La procédure de sauvegarde a été davantage utilisée par les dirigeants d’entreprises de plus de 50 salariés (+12 % par rapport à 2019), qui se donnent ainsi deux fois plus de chances de rebondir en obtenant un plan d’étalement de la dette.
Tous les secteurs d’activité ou presque terminent 2020 sur des niveaux de défaillance en baisse : les services aux entreprises (-32,6 %), l’organisation de foires et salons (-34,3 %) avec cependant un bémol pour les agences de voyage (+3,1 %). Côté alimentaire, la boulangerie-pâtisserie compte moitié moins de défaillances qu’en 2019, contrairement aux secteurs de la transformation et conservation de la viande de boucherie (+16%), ainsi que dans la fabrication de bière.
En restauration, ils sont 3 300 établissements de restauration qui ont défailli en 2020, soit 39,1% de moins qu’en 2019. Un recul encore davantage marqué en fin d’année (-44%). Moins de 1 900 restaurateurs traditionnels (- 39,2%) et 1 300 établissements de restauration rapide (-40,7%) sont entrés en procédure.
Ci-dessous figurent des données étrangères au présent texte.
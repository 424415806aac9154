use super::{Lexeme, PrimaryPos, Root, RootGenerator, SecondaryPos};
use std::collections::HashMap;
use std::sync::Arc;

/// Surface string to roots; the only view of the lexicon the parser needs
#[derive(Debug, Clone, Default)]
pub struct RootMap {
    roots: HashMap<String, Vec<Arc<Root>>>,
}

impl RootMap {
    /// Empty map
    pub fn new() -> Self {
        Self::default()
    }

    /// Map over already generated roots
    pub fn from_roots(roots: impl IntoIterator<Item = Root>) -> Self {
        let mut map = Self::new();
        for root in roots {
            map.insert(root);
        }
        map
    }

    /// Generate roots for every lexeme and index them.
    ///
    /// Each entry first gets the attributes it implies (see
    /// [`Lexeme::infer_attributes`]); use [`RootMap::from_roots`] with
    /// [`RootGenerator::generate_all`] to index entries exactly as given.
    pub fn from_lexemes<'a>(
        generator: &RootGenerator,
        lexemes: impl IntoIterator<Item = &'a Lexeme>,
    ) -> Self {
        let lexemes: Vec<Lexeme> = lexemes
            .into_iter()
            .map(|lexeme| lexeme.clone().with_inferred_attributes())
            .collect();
        Self::from_roots(generator.generate_all(&lexemes))
    }

    /// Add a root under its sequence, ignoring exact duplicates
    pub fn insert(&mut self, root: Root) {
        let entry = self.roots.entry(root.as_str().to_string()).or_default();
        if !entry.iter().any(|existing| existing.as_ref() == &root) {
            entry.push(Arc::new(root));
        }
    }

    /// Roots whose sequence is exactly `surface`
    pub fn get(&self, surface: &str) -> &[Arc<Root>] {
        self.roots.get(surface).map_or(&[], Vec::as_slice)
    }

    /// Whether any root has the sequence
    pub fn contains(&self, surface: &str) -> bool {
        self.roots.contains_key(surface)
    }

    /// The unique root with the sequence and categories, if there is exactly one
    pub fn find_unique(
        &self,
        surface: &str,
        primary_pos: PrimaryPos,
        secondary_pos: Option<SecondaryPos>,
    ) -> Option<Arc<Root>> {
        let mut matching = self.get(surface).iter().filter(|root| {
            root.lexeme.primary_pos == primary_pos && root.lexeme.secondary_pos == secondary_pos
        });
        let first = matching.next()?;
        if matching.next().is_some() {
            return None;
        }
        Some(Arc::clone(first))
    }

    /// All roots
    pub fn iter(&self) -> impl Iterator<Item = &Arc<Root>> {
        self.roots.values().flatten()
    }

    /// Number of distinct sequences
    pub fn len(&self) -> usize {
        self.roots.len()
    }

    /// Whether the map is empty
    pub fn is_empty(&self) -> bool {
        self.roots.is_empty()
    }
}

#[cfg(test)]
mod tests {
    use super::*;
    use crate::lexicon::LexemeAttribute;

    #[test]
    fn test_lookup_by_sequence() {
        let lexemes = vec![
            Lexeme::new("kitap", "kitap", PrimaryPos::Noun, None)
                .with_attributes([LexemeAttribute::Voicing]),
            Lexeme::new("kitap", "kitap", PrimaryPos::Noun, None)
                .with_attributes([LexemeAttribute::Voicing]),
        ];
        let map = RootMap::from_lexemes(&RootGenerator::new(), &lexemes);
        assert_eq!(map.get("kitab").len(), 1);
        assert_eq!(map.get("kitap").len(), 1);
        assert!(map.get("kita").is_empty());
        assert_eq!(map.iter().count(), 2);
    }

    #[test]
    fn test_find_unique() {
        let lexemes = vec![
            Lexeme::new("o", "o", PrimaryPos::Pronoun, Some(SecondaryPos::Personal)),
            Lexeme::new("o", "o", PrimaryPos::Pronoun, Some(SecondaryPos::Demonstrative)),
        ];
        let map = RootMap::from_lexemes(&RootGenerator::new(), &lexemes);
        assert!(map
            .find_unique("o", PrimaryPos::Pronoun, Some(SecondaryPos::Personal))
            .is_some());
        assert!(map.find_unique("o", PrimaryPos::Noun, None).is_none());
    }

    #[test]
    fn test_plain_entries_get_implied_roots() {
        let lexemes = vec![
            Lexeme::new("ben", "ben", PrimaryPos::Pronoun, Some(SecondaryPos::Personal)),
            Lexeme::new("demek", "de", PrimaryPos::Verb, None),
            Lexeme::new("kitap", "kitap", PrimaryPos::Noun, None),
        ];
        let map = RootMap::from_lexemes(&RootGenerator::new(), &lexemes);
        assert!(map.contains("ban"));
        assert!(map.contains("di"));
        assert!(map.contains("kitab"));
        assert!(map.get("de")[0].lexeme.has_attribute(LexemeAttribute::AoristA));

        let as_given = RootMap::from_roots(RootGenerator::new().generate_all(&lexemes));
        assert!(!as_given.contains("ban"));
        assert!(!as_given.contains("di"));
        assert!(!as_given.contains("kitab"));
    }
}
Un peu plus de 110 traiteurs ont également défailli (-29,2%) et près de 700 débits de boisson (- 39,4 %) sont allés jusqu’au tribunal.
Si l’ensemble des territoires enregistre une forte baisse des niveaux de défaillances, 5 régions sortent du lot en enregistrant une baisse supérieure à 41 % (la Corse, l’Auvergne-Rhône-Alpes, le Grand Est, les Pays de la Loire et du Centre Val-de-Loire).
« Une chose est certaine, l’engagement du ‘quoi qu’il en coûte’ pris par le Président de la république en mars dernier a évité que la violente crise économique ne vienne noircir les registres des tribunaux de longues listes de faillites Covid-19. Le niveau de défaillances de 2020 s’apparente pourtant à une anomalie statistique. Comment imaginer que 2020 ait pu compter « seulement » 32 000 défauts ? Les adaptations juridiques, administratives et soutiens en trésorerie ont permis aux entreprises de se prémunir du défaut de paiement, sans quoi le pire était à redouter. Les précédents records de défaillances, proches de 65 000, auraient été largement dépassés.
« Le plus dur est devant nous » rappelait Bruno Lemaire début janvier. Naturellement nous devons anticiper une forte augmentation du nombre de défaillances au regard de 2020 ; a minima un retour à la situation de 2019 (52 000) et probablement davantage si aux accidentés du Covid devaient s’ajouter un grand nombre des 20 000 entreprises épargnées de 2020. La question est donc de savoir s’il est possible d’amortir le choc, de permettre un retour progressif à la normale en débranchant graduellement les aides à destination de certaines entreprises et en renforçant l’accompagnement d’acteurs viables. Enfin, 2021 mais aussi 2022 verront le risque de défaut de paiement s’accroitre fortement pour des milliers d’entreprises, provoquant un autre risque pour les fournisseurs : celui de la propagation de la défaillance des clients. Gare à l’effet domino ! », concluait Thierry Million.